### Required action
Nothing but the lines below between the line holding "mod auth_test;" and the line holding "pub enum AuthStatus", inclusive, should appear in the answer, each set down exactly.

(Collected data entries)
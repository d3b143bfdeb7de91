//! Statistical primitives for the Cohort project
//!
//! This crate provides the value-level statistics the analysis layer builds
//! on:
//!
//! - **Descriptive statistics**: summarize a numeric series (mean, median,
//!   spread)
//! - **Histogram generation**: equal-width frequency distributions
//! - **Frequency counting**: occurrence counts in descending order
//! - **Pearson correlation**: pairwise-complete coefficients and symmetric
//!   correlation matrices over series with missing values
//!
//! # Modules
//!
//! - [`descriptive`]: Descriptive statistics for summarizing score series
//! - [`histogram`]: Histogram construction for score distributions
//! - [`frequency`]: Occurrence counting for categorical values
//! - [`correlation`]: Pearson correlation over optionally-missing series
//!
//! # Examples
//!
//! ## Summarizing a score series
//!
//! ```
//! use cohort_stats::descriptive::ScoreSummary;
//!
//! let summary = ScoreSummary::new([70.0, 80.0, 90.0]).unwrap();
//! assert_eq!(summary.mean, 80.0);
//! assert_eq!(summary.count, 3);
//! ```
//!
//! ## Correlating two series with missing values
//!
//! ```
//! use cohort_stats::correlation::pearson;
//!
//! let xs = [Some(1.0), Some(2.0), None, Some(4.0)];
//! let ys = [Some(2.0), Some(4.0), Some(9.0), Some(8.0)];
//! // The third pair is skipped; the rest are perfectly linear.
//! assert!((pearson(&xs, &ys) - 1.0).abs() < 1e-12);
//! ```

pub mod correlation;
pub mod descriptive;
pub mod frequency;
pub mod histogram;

...

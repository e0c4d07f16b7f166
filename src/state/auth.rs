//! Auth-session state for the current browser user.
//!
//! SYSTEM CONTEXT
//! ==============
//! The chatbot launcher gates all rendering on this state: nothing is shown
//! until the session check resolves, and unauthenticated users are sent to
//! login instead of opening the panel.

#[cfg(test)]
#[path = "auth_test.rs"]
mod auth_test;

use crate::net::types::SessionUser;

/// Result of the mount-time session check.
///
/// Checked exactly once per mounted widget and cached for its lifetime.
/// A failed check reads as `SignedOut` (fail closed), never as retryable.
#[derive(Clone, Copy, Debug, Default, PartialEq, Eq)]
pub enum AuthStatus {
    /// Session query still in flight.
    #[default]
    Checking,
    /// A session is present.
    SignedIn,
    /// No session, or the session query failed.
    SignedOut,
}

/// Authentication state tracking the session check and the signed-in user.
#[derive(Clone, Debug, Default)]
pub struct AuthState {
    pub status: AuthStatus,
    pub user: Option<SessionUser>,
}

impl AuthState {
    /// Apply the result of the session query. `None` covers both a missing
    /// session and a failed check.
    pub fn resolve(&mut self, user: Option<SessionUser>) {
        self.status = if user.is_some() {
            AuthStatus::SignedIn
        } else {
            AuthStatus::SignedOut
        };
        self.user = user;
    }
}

### Finished task
mod auth_test;

use crate::net::types::SessionUser;

/// Result of the mount-time session check.
///
/// Checked exactly once per mounted widget and cached for its lifetime.
/// A failed check reads as `SignedOut` (fail closed), never as retryable.
#[derive(Clone, Copy, Debug, Default, PartialEq, Eq)]
pub enum AuthStatus {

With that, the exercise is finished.